§ What needs to be done
Look through the data below and return each line where "tests" appears.

§ Records provided
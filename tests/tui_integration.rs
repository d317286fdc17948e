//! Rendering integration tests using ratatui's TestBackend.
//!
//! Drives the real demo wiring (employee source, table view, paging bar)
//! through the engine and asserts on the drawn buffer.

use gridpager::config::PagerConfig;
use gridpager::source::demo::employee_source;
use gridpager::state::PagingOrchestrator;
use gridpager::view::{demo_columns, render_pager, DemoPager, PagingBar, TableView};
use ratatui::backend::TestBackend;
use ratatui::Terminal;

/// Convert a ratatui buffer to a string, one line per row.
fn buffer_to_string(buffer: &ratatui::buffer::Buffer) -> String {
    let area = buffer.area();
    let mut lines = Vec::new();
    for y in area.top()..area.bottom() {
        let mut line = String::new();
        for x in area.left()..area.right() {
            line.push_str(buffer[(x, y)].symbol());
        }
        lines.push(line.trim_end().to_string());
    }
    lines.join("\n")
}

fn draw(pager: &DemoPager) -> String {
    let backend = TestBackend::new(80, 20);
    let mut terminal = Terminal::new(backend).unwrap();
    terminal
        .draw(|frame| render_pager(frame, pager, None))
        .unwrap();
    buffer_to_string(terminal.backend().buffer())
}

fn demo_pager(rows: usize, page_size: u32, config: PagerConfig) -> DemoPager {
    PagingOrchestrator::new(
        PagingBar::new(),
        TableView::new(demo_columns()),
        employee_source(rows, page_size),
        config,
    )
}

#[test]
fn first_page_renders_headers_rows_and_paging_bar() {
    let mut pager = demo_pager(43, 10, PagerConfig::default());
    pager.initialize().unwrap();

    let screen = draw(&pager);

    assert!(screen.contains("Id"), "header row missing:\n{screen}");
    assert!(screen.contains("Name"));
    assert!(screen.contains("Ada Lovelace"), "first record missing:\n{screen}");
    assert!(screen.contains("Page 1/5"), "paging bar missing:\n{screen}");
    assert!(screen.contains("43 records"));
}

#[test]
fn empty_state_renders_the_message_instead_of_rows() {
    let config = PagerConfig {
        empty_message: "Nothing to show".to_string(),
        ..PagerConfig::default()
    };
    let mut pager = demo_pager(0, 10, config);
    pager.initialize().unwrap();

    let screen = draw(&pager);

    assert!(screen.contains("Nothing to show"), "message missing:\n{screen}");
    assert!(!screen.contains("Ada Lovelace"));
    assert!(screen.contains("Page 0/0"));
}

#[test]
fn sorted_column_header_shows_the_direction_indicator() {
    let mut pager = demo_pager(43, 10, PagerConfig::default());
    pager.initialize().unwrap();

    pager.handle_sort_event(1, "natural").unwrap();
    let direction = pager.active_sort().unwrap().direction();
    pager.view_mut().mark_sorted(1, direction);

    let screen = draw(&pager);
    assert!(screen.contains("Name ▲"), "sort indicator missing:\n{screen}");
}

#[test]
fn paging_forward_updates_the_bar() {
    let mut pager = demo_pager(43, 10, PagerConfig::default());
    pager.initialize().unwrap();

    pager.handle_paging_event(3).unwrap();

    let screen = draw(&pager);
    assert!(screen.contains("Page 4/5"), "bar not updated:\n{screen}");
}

§ Completed exercise
filename tests/tui_integration.rs
//! Rendering integration tests using ratatui's TestBackend.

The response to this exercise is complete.